** To do **
Your job is to write out each record exactly, leaving none out.

** Task input **
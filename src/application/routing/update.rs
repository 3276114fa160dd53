//! Transport-neutral inbound updates.
//!
//! ```json
//! {"message": {"from": {"id": 13, "first_name": "Ada"}, "chat": {"id": 42, "kind": "group", "title": "Office"}, "text": "/create"}}
//! {"click": {"id": "cb-1", "from": {"id": 14, "first_name": "Bob"}, "chat": 42, "message": 7, "data": "toggle"}}
//! ```

use serde::Deserialize;

use crate::domain::foundation::{CallbackId, ChatId, MessageId, UserId};

/// Title used when the platform sends none.
pub const UNKNOWN_TITLE: &str = "<unknown>";

#[derive(Debug, Clone, PartialEq, Eq, Deserialize)]
pub struct Sender {
    pub id: UserId,
    pub first_name: String,
    #[serde(default)]
    pub last_name: Option<String>,
}

impl Sender {
    /// `first_name [last_name]`.
    pub fn display_name(&self) -> String {
        match self.last_name.as_deref().map(str::trim) {
            Some(last) if !last.is_empty() => format!("{} {}", self.first_name, last),
            _ => self.first_name.clone(),
        }
    }
}

#[derive(Debug, Clone, Copy, PartialEq, Eq, Deserialize)]
#[serde(rename_all = "snake_case")]
pub enum ChatKind {
    Private,
    Group,
    Supergroup,
    Channel,
}

#[derive(Debug, Clone, PartialEq, Eq, Deserialize)]
pub struct InboundChat {
    pub id: ChatId,
    pub kind: ChatKind,
    #[serde(default)]
    pub title: Option<String>,
}

impl InboundChat {
    pub fn is_private(&self) -> bool {
        self.kind == ChatKind::Private
    }
}

#[derive(Debug, Clone, PartialEq, Eq, Deserialize)]
pub struct IncomingMessage {
    /// Absent for channel posts and service messages.
    #[serde(default)]
    pub from: Option<Sender>,
    pub chat: InboundChat,
    #[serde(default)]
    pub text: Option<String>,
}

#[derive(Debug, Clone, PartialEq, Eq, Deserialize)]
pub struct IncomingClick {
    pub id: CallbackId,
    pub from: Sender,
    /// Chat and message carrying the button; absent for inline-mode messages.
    #[serde(default)]
    pub chat: Option<ChatId>,
    #[serde(default)]
    pub message: Option<MessageId>,
    #[serde(default)]
    pub data: Option<String>,
}

#[derive(Debug, Clone, PartialEq, Eq, Deserialize)]
#[serde(rename_all = "snake_case")]
pub enum Update {
    Message(IncomingMessage),
    Click(IncomingClick),
}

#[cfg(test)]
mod tests {
    use super::*;

    #[test]
    fn parses_message_update() {
        let update: Update = serde_json::from_str(
            r#"{"message": {"from": {"id": 13, "first_name": "Ada", "last_name": "Lovelace"},
                "chat": {"id": 42, "kind": "supergroup", "title": "Office"}, "text": "/create"}}"#,
        )
        .unwrap();

        match update {
            Update::Message(message) => {
                let sender = message.from.unwrap();
                assert_eq!(sender.display_name(), "Ada Lovelace");
                assert!(!message.chat.is_private());
                assert_eq!(message.text.as_deref(), Some("/create"));
            }
            other => panic!("unexpected {:?}", other),
        }
    }

    #[test]
    fn parses_click_without_message() {
        let update: Update = serde_json::from_str(
            r#"{"click": {"id": "cb", "from": {"id": 14, "first_name": "Bob"}, "data": "toggle"}}"#,
        )
        .unwrap();

        match update {
            Update::Click(click) => {
                assert_eq!(click.from.display_name(), "Bob");
                assert!(click.chat.is_none());
                assert_eq!(click.data.as_deref(), Some("toggle"));
            }
            other => panic!("unexpected {:?}", other),
        }
    }
}
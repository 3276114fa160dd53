//! Foundation module - Shared domain primitives.
//!
//! Contains identifiers, the event lifecycle enum, timestamps and error
//! types that form the vocabulary of the Secret Santa domain.

mod errors;
mod event_state;
mod ids;
mod state_machine;
mod timestamp;

pub use errors::{DomainError, ErrorCode, UserError};
pub use event_state::EventState;
pub use ids::{CallbackId, ChatId, EventId, MessageId, UserId};
pub use state_machine::StateMachine;
pub use timestamp::Timestamp;
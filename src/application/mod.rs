//! Application layer - handlers and the router that drives them.
//!
//! Handlers orchestrate the aggregates through the ports in [`BotContext`];
//! the [`Router`] feeds them one inbound update at a time.

pub mod context;
pub mod errors;
pub mod handlers;
pub mod message;
pub mod routing;

pub use context::BotContext;
pub use errors::{CommandError, HandlerResult};
pub use message::{Chat, ClickRequest, Message};
pub use routing::{Command, CommandRegistry, Router, Update};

** Written reply **
filename src/application/routing/update.rs
repository 3276114fa160dd53
//! Transport-neutral inbound updates.
//!
//! ```json
//! {"message": {"from": {"id": 13, "first_name": "Ada"}, "chat": {"id": 42, "kind": "group", "title": "Office"}, "text": "/create"}}
//! {"click": {"id": "cb-1", "from": {"id": 14, "first_name": "Bob"}, "chat": 42, "message": 7, "data": "toggle"}}
//! ```

use serde::Deserialize;

use crate::domain::foundation::{CallbackId, ChatId, MessageId, UserId};

/// Title used when the platform sends none.
pub const UNKNOWN_TITLE: &str = "<unknown>";

#[derive(Debug, Clone, PartialEq, Eq, Deserialize)]
pub struct Sender {
    pub id: UserId,
    pub first_name: String,
    #[serde(default)]
    pub last_name: Option<String>,
}

impl Sender {
    /// `first_name [last_name]`.
    pub fn display_name(&self) -> String {
        match self.last_name.as_deref().map(str::trim) {
            Some(last) if !last.is_empty() => format!("{} {}", self.first_name, last),
            _ => self.first_name.clone(),
        }
    }
}

#[derive(Debug, Clone, Copy, PartialEq, Eq, Deserialize)]
#[serde(rename_all = "snake_case")]
pub enum ChatKind {
    Private,
    Group,
    Supergroup,
    Channel,
}

#[derive(Debug, Clone, PartialEq, Eq, Deserialize)]
pub struct InboundChat {
    pub id: ChatId,
    pub kind: ChatKind,
    #[serde(default)]
    pub title: Option<String>,
}

impl InboundChat {
    pub fn is_private(&self) -> bool {
        self.kind == ChatKind::Private
    }
}

#[derive(Debug, Clone, PartialEq, Eq, Deserialize)]
pub struct IncomingMessage {
    /// Absent for channel posts and service messages.
    #[serde(default)]
    pub from: Option<Sender>,
    pub chat: InboundChat,
    #[serde(default)]
    pub text: Option<String>,
}

#[derive(Debug, Clone, PartialEq, Eq, Deserialize)]
pub struct IncomingClick {
    pub id: CallbackId,
    pub from: Sender,
    /// Chat and message carrying the button; absent for inline-mode messages.
    #[serde(default)]
    pub chat: Option<ChatId>,
    #[serde(default)]
    pub message: Option<MessageId>,
    #[serde(default)]
    pub data: Option<String>,
}

#[derive(Debug, Clone, PartialEq, Eq, Deserialize)]
#[serde(rename_all = "snake_case")]
pub enum Update {
    Message(IncomingMessage),
    Click(IncomingClick),
}

#[cfg(test)]
mod tests {
    use super::*;

    #[test]
    fn parses_message_update() {
        let update: Update = serde_json::from_str(
            r#"{"message": {"from": {"id": 13, "first_name": "Ada", "last_name": "Lovelace"},
                "chat": {"id": 42, "kind": "supergroup", "title": "Office"}, "text": "/create"}}"#,
        )
        .unwrap();

        match update {
            Update::Message(message) => {
                let sender = message.from.unwrap();
                assert_eq!(sender.display_name(), "Ada Lovelace");
                assert!(!message.chat.is_private());
                assert_eq!(message.text.as_deref(), Some("/create"));
            }
            other => panic!("unexpected {:?}", other),
        }
    }

    #[test]
    fn parses_click_without_message() {
        let update: Update = serde_json::from_str(
            r#"{"click": {"id": "cb", "from": {"id": 14, "first_name": "Bob"}, "data": "toggle"}}"#,
        )
        .unwrap();

        match update {
            Update::Click(click) => {
                assert_eq!(click.from.display_name(), "Bob");
                assert!(click.chat.is_none());
                assert_eq!(click.data.as_deref(), Some("toggle"));
            }
            other => panic!("unexpected {:?}", other),
        }
    }
}
repository 3276114fa160dd53
//! Foundation module - Shared domain primitives.
//!
//! Contains identifiers, the event lifecycle enum, timestamps and error
//! types that form the vocabulary of the Secret Santa domain.

mod errors;
mod event_state;
mod ids;
mod state_machine;
mod timestamp;

pub use errors::{DomainError, ErrorCode, UserError};
pub use event_state::EventState;
pub use ids::{CallbackId, ChatId, EventId, MessageId, UserId};
pub use state_machine::StateMachine;
pub use timestamp::Timestamp;
filename src/application/mod.rs
//! Application layer - handlers and the router that drives them.
//!
//! Handlers orchestrate the aggregates through the ports in [`BotContext`];
//! the [`Router`] feeds them one inbound update at a time.

pub mod context;
pub mod errors;
pub mod handlers;
pub mod message;
pub mod routing;

pub use context::BotContext;
pub use errors::{CommandError, HandlerResult};
pub use message::{Chat, ClickRequest, Message};
pub use routing::{Command, CommandRegistry, Router, Update};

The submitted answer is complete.